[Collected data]
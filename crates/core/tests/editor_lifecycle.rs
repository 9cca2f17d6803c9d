//! Editor lifecycle integration tests.
//!
//! These tests verify the editor facade with a mock transcoder:
//! - Submission, validation and success callbacks
//! - Scheduling bound across many submissions
//! - Cancellation of pending and running operations
//! - Error mapping from the transcoder
//! - Shutdown

use std::path::{Path, PathBuf};
use std::sync::Arc;
use std::time::{Duration, Instant};

use async_trait::async_trait;
use tempfile::TempDir;
use tokio_util::sync::CancellationToken;

use clipq_core::{
    editor::{OperationStatus, OperationTracker, VideoEditor},
    executor::OperationExecutor,
    operation::{
        ChannelListener, EditRequest, ErrorKind, OperationEvent, OperationPriority,
        OperationState,
    },
    scheduler::OperationScheduler,
    testing::{fixtures, MockTranscoder, RecordingListener},
    transcoder::{ProgressHolder, TranscodeJob, TranscodeResult, Transcoder, TranscoderError},
};

/// Transcoder that never looks at its cancellation token.
struct StubbornTranscoder;

#[async_trait]
impl Transcoder for StubbornTranscoder {
    fn name(&self) -> &str {
        "stubborn"
    }

    async fn transcode(
        &self,
        _job: TranscodeJob,
        progress: Arc<ProgressHolder>,
        _cancel: CancellationToken,
    ) -> Result<TranscodeResult, TranscoderError> {
        progress.set_percent(10.0);
        tokio::time::sleep(Duration::from_secs(60)).await;
        Err(TranscoderError::failed("should have been aborted"))
    }
}

/// Test helper to create an editor with mocks.
struct TestHarness {
    editor: VideoEditor<MockTranscoder>,
    transcoder: MockTranscoder,
    listener: Arc<RecordingListener>,
    dir: TempDir,
}

impl TestHarness {
    async fn new(max_concurrent: usize) -> Self {
        let dir = TempDir::new().expect("Failed to create temp dir");
        let transcoder = MockTranscoder::new();
        transcoder.set_run_duration(Duration::from_millis(30)).await;

        let executor =
            OperationExecutor::new(fixtures::executor_config(dir.path()), transcoder.clone());
        let scheduler = OperationScheduler::new(fixtures::scheduler_config(max_concurrent));
        let editor = VideoEditor::from_parts(executor, scheduler);
        editor.start();

        Self {
            editor,
            transcoder,
            listener: Arc::new(RecordingListener::new()),
            dir,
        }
    }

    fn input(&self, name: &str) -> PathBuf {
        fixtures::create_input(self.dir.path(), name)
    }

    fn output(&self, name: &str) -> PathBuf {
        self.dir.path().join("out").join(name)
    }

    fn temp_files(&self) -> usize {
        std::fs::read_dir(self.dir.path().join("tmp"))
            .map(|entries| entries.count())
            .unwrap_or(0)
    }
}

#[tokio::test]
async fn test_trim_succeeds_with_single_callback() {
    let h = TestHarness::new(3).await;
    let input = h.input("clip.mp4");
    let output = h.output("trimmed.mp4");

    let id = h
        .editor
        .trim(&input, 1000, 3000, &output, h.listener.clone())
        .unwrap();
    h.listener.wait_for_terminal(1, Duration::from_secs(5)).await;

    assert_eq!(h.listener.successes(), vec![(id.clone(), output.clone())]);
    assert!(h.listener.failures().is_empty());
    assert!(output.exists());
    assert_eq!(h.temp_files(), 0);

    let jobs = h.transcoder.recorded_jobs().await;
    assert_eq!(jobs.len(), 1);
    let item = &jobs[0].composition.sequence[0];
    assert_eq!(item.source, input);
    assert_eq!(item.clip.as_ref().map(|c| (c.start_ms, c.end_ms)), Some((1000, 3000)));

    tokio::time::sleep(Duration::from_millis(20)).await;
    assert_eq!(h.editor.status(&id), None);
    assert_eq!(h.listener.terminal_count(), 1);
    h.editor.shutdown().await;
}

#[tokio::test]
async fn test_invalid_requests_fail_synchronously() {
    let h = TestHarness::new(3).await;
    let input = h.input("clip.mp4");

    let err = h
        .editor
        .trim(&input, 5000, 1000, h.output("a.mp4"), h.listener.clone())
        .unwrap_err();
    assert_eq!(err.kind, ErrorKind::InvalidInput);
    assert!(err.message.contains("End time must be greater than start time"));

    let err = h
        .editor
        .merge(vec![input.clone()], h.output("b.mp4"), false, h.listener.clone())
        .unwrap_err();
    assert_eq!(err.kind, ErrorKind::InvalidInput);
    assert!(err.message.contains("At least two videos required for merging"));

    assert_eq!(h.editor.scheduler_status().pending, 0);
    assert_eq!(h.transcoder.call_count(), 0);
    assert_eq!(h.listener.terminal_count(), 0);
    h.editor.shutdown().await;
}

#[tokio::test]
async fn test_five_trims_respect_concurrency_limit() {
    let h = TestHarness::new(3).await;
    h.transcoder.set_run_duration(Duration::from_millis(150)).await;
    let input = h.input("clip.mp4");

    let mut ids = Vec::new();
    for i in 0..5 {
        let id = h
            .editor
            .trim(&input, 0, 1000, h.output(&format!("out-{}.mp4", i)), h.listener.clone())
            .unwrap();
        ids.push(id);
    }
    h.listener.wait_for_terminal(5, Duration::from_secs(10)).await;

    assert_eq!(h.listener.successes().len(), 5);
    assert_eq!(h.transcoder.max_concurrent_seen(), 3);
    for id in &ids {
        assert_eq!(h.listener.terminal_events_for(id).len(), 1);
    }
    assert_eq!(h.temp_files(), 0);
    h.editor.shutdown().await;
}

#[tokio::test]
async fn test_merge_builds_sequence() {
    let h = TestHarness::new(1).await;
    let inputs = vec![h.input("a.mp4"), h.input("b.mp4"), h.input("c.mp4")];

    h.editor
        .merge(inputs.clone(), h.output("merged.mp4"), true, h.listener.clone())
        .unwrap();
    h.listener.wait_for_terminal(1, Duration::from_secs(5)).await;

    let jobs = h.transcoder.recorded_jobs().await;
    let sources: Vec<&Path> = jobs[0]
        .composition
        .sequence
        .iter()
        .map(|item| item.source.as_path())
        .collect();
    assert_eq!(sources, inputs.iter().map(PathBuf::as_path).collect::<Vec<_>>());
    assert!(!jobs[0].composition.keeps_audio());
    assert!(jobs[0]
        .output_path
        .file_name()
        .unwrap()
        .to_string_lossy()
        .starts_with("merge_"));
    h.editor.shutdown().await;
}

#[tokio::test]
async fn test_cancel_pending_never_reaches_transcoder() {
    let h = TestHarness::new(1).await;
    h.transcoder.set_run_duration(Duration::from_secs(5)).await;
    let input = h.input("clip.mp4");

    let running = h
        .editor
        .rotate(&input, 90.0, h.output("r1.mp4"), h.listener.clone())
        .unwrap();
    h.transcoder.wait_for_calls(1).await;
    let queued = h
        .editor
        .rotate(&input, 90.0, h.output("r2.mp4"), h.listener.clone())
        .unwrap();
    assert_eq!(
        h.editor.status(&queued),
        Some(OperationStatus::Pending { held: false })
    );

    assert!(h.editor.cancel(&queued));
    let failures = h.listener.failures();
    assert_eq!(failures.len(), 1);
    assert_eq!(failures[0].0, queued);
    assert_eq!(failures[0].1.kind, ErrorKind::OperationCancelled);

    assert!(h.editor.cancel(&running));
    h.listener.wait_for_terminal(2, Duration::from_secs(5)).await;
    tokio::time::sleep(Duration::from_millis(50)).await;

    assert_eq!(h.transcoder.call_count(), 1);
    assert_eq!(h.listener.terminal_count(), 2);
    assert!(!h.editor.cancel(&queued));
    assert_eq!(h.temp_files(), 0);
    h.editor.shutdown().await;
}

#[tokio::test]
async fn test_running_status_and_single_cancel_callback() {
    let h = TestHarness::new(2).await;
    h.transcoder.set_run_duration(Duration::from_secs(5)).await;
    let input = h.input("clip.mp4");

    let id = h
        .editor
        .trim_and_rotate(&input, 0, 4000, 270.0, h.output("tr.mp4"), h.listener.clone())
        .unwrap();
    h.transcoder.wait_for_calls(1).await;

    match h.editor.status(&id) {
        Some(OperationStatus::Active(record)) => {
            assert_eq!(record.state, OperationState::Processing);
            assert!(record.temp_resource.is_some());
        }
        other => panic!("expected active status, got {:?}", other),
    }

    assert!(h.editor.cancel(&id));
    assert!(h.editor.cancel(&id));
    h.listener.wait_for_terminal(1, Duration::from_secs(5)).await;
    tokio::time::sleep(Duration::from_millis(50)).await;

    let events = h.listener.terminal_events_for(&id);
    assert_eq!(events.len(), 1);
    assert!(matches!(
        &events[0],
        OperationEvent::Failed { error, .. } if error.kind == ErrorKind::OperationCancelled
    ));
    assert_eq!(h.temp_files(), 0);
    h.editor.shutdown().await;
}

#[tokio::test]
async fn test_transcoder_failures_are_mapped() {
    let h = TestHarness::new(1).await;
    let input = h.input("clip.mp4");

    let cases = [
        (
            TranscoderError::InsufficientStorage {
                reason: "no space left on device".to_string(),
            },
            ErrorKind::InsufficientStorage,
        ),
        (
            TranscoderError::DecodingFailed {
                reason: "invalid data found".to_string(),
            },
            ErrorKind::CodecFailure,
        ),
        (
            TranscoderError::encoding_failed("x264 gave up", None),
            ErrorKind::CodecFailure,
        ),
    ];

    for (i, (error, expected)) in cases.into_iter().enumerate() {
        let listener = Arc::new(RecordingListener::new());
        h.transcoder.set_next_error(error).await;
        h.editor
            .rotate(&input, 90.0, h.output(&format!("e{}.mp4", i)), listener.clone())
            .unwrap();
        listener.wait_for_terminal(1, Duration::from_secs(5)).await;
        assert_eq!(listener.failures()[0].1.kind, expected);
    }
    assert_eq!(h.temp_files(), 0);
    h.editor.shutdown().await;
}

#[tokio::test]
async fn test_pause_restarts_running_operation() {
    let h = TestHarness::new(1).await;
    h.transcoder.set_run_duration(Duration::from_millis(300)).await;
    let input = h.input("clip.mp4");

    let id = h
        .editor
        .submit(
            EditRequest::rotate(&input, 90.0, h.output("p.mp4")),
            OperationPriority::Low,
            h.listener.clone(),
        )
        .unwrap();
    h.transcoder.wait_for_calls(1).await;

    assert!(h.editor.pause(&id));
    for _ in 0..200 {
        if h.editor.status(&id) == Some(OperationStatus::Pending { held: true }) {
            break;
        }
        tokio::time::sleep(Duration::from_millis(5)).await;
    }
    assert_eq!(
        h.editor.status(&id),
        Some(OperationStatus::Pending { held: true })
    );
    assert_eq!(h.listener.terminal_count(), 0);
    assert_eq!(h.temp_files(), 0);

    assert!(h.editor.resume(&id));
    h.listener.wait_for_terminal(1, Duration::from_secs(5)).await;
    assert_eq!(h.transcoder.call_count(), 2);
    assert_eq!(h.listener.successes().len(), 1);
    h.editor.shutdown().await;
}

#[tokio::test]
async fn test_cancel_right_after_pause_ends_operation() {
    let h = TestHarness::new(1).await;
    h.transcoder.set_run_duration(Duration::from_secs(5)).await;
    let input = h.input("clip.mp4");

    let id = h
        .editor
        .rotate(&input, 90.0, h.output("pc.mp4"), h.listener.clone())
        .unwrap();
    h.transcoder.wait_for_calls(1).await;

    assert!(h.editor.pause(&id));
    assert!(h.editor.cancel(&id));
    h.listener.wait_for_terminal(1, Duration::from_secs(5)).await;
    tokio::time::sleep(Duration::from_millis(50)).await;

    let events = h.listener.terminal_events_for(&id);
    assert_eq!(events.len(), 1);
    assert!(matches!(
        &events[0],
        OperationEvent::Failed { error, .. } if error.kind == ErrorKind::OperationCancelled
    ));
    assert_eq!(h.editor.status(&id), None);
    assert_eq!(h.editor.scheduler_status().total_cancelled, 1);
    assert_eq!(h.transcoder.call_count(), 1);
    assert_eq!(h.temp_files(), 0);
    h.editor.shutdown().await;
}

#[tokio::test]
async fn test_channel_and_tracker_listeners() {
    let h = TestHarness::new(2).await;
    h.transcoder.set_run_duration(Duration::from_millis(100)).await;
    let input = h.input("clip.mp4");

    let (listener, mut events) = ChannelListener::new(64);
    let id = h
        .editor
        .rotate(&input, 180.0, h.output("c.mp4"), Arc::new(listener))
        .unwrap();

    let mut last_fraction = 0.0f32;
    let terminal = loop {
        let event = tokio::time::timeout(Duration::from_secs(5), events.recv())
            .await
            .unwrap()
            .unwrap();
        match event {
            OperationEvent::Progress(update) => {
                assert_eq!(update.id, id);
                assert!(update.fraction >= last_fraction);
                last_fraction = update.fraction;
            }
            other => break other,
        }
    };
    assert!(matches!(terminal, OperationEvent::Succeeded { .. }));

    let tracker = Arc::new(OperationTracker::new());
    let tracked = h
        .editor
        .trim(&input, 0, 500, h.output("t.mp4"), tracker.clone())
        .unwrap();
    for _ in 0..400 {
        if tracker.view(&tracked).is_some_and(|v| v.is_finished()) {
            break;
        }
        tokio::time::sleep(Duration::from_millis(5)).await;
    }
    let view = tracker.view(&tracked).unwrap();
    assert_eq!(view.stage, Some(OperationState::Completed));
    assert_eq!(view.output, Some(h.output("t.mp4")));
    h.editor.shutdown().await;
}

#[tokio::test]
async fn test_shutdown_cancels_everything_and_closes() {
    let h = TestHarness::new(1).await;
    h.transcoder.set_run_duration(Duration::from_secs(5)).await;
    let input = h.input("clip.mp4");

    h.editor
        .rotate(&input, 90.0, h.output("a.mp4"), h.listener.clone())
        .unwrap();
    h.editor
        .rotate(&input, 90.0, h.output("b.mp4"), h.listener.clone())
        .unwrap();
    h.transcoder.wait_for_calls(1).await;

    h.editor.shutdown().await;

    assert_eq!(h.listener.terminal_count(), 2);
    assert!(h
        .listener
        .failures()
        .iter()
        .all(|(_, e)| e.kind == ErrorKind::OperationCancelled));
    assert_eq!(h.temp_files(), 0);

    let err = h
        .editor
        .rotate(&input, 90.0, h.output("c.mp4"), h.listener.clone())
        .unwrap_err();
    assert_eq!(err.kind, ErrorKind::SchedulerClosed);
}

#[tokio::test]
async fn test_shutdown_aborts_runs_that_ignore_cancel() {
    let dir = TempDir::new().expect("Failed to create temp dir");
    let executor =
        OperationExecutor::new(fixtures::executor_config(dir.path()), StubbornTranscoder);
    let scheduler =
        OperationScheduler::new(fixtures::scheduler_config(1).with_shutdown_grace(50));
    let editor = VideoEditor::from_parts(executor, scheduler);
    editor.start();

    let listener = Arc::new(RecordingListener::new());
    let input = fixtures::create_input(dir.path(), "clip.mp4");
    let id = editor
        .rotate(&input, 90.0, dir.path().join("out.mp4"), listener.clone())
        .unwrap();
    for _ in 0..400 {
        if editor.executor().active_count() == 1 {
            break;
        }
        tokio::time::sleep(Duration::from_millis(5)).await;
    }
    assert!(matches!(editor.status(&id), Some(OperationStatus::Active(_))));

    let started = Instant::now();
    editor.shutdown().await;

    assert!(started.elapsed() < Duration::from_secs(2));
    assert_eq!(editor.executor().active_count(), 0);
    assert_eq!(editor.status(&id), None);
    let failures = listener.failures();
    assert_eq!(failures.len(), 1);
    assert_eq!(failures[0].1.kind, ErrorKind::OperationCancelled);
    let leftovers = std::fs::read_dir(dir.path().join("tmp"))
        .map(|entries| entries.count())
        .unwrap_or(0);
    assert_eq!(leftovers, 0);
}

> Problem description: Check each line above for the string "ChannelListener" and report how many lines have it, giving only the number.

> Solution for this task: 2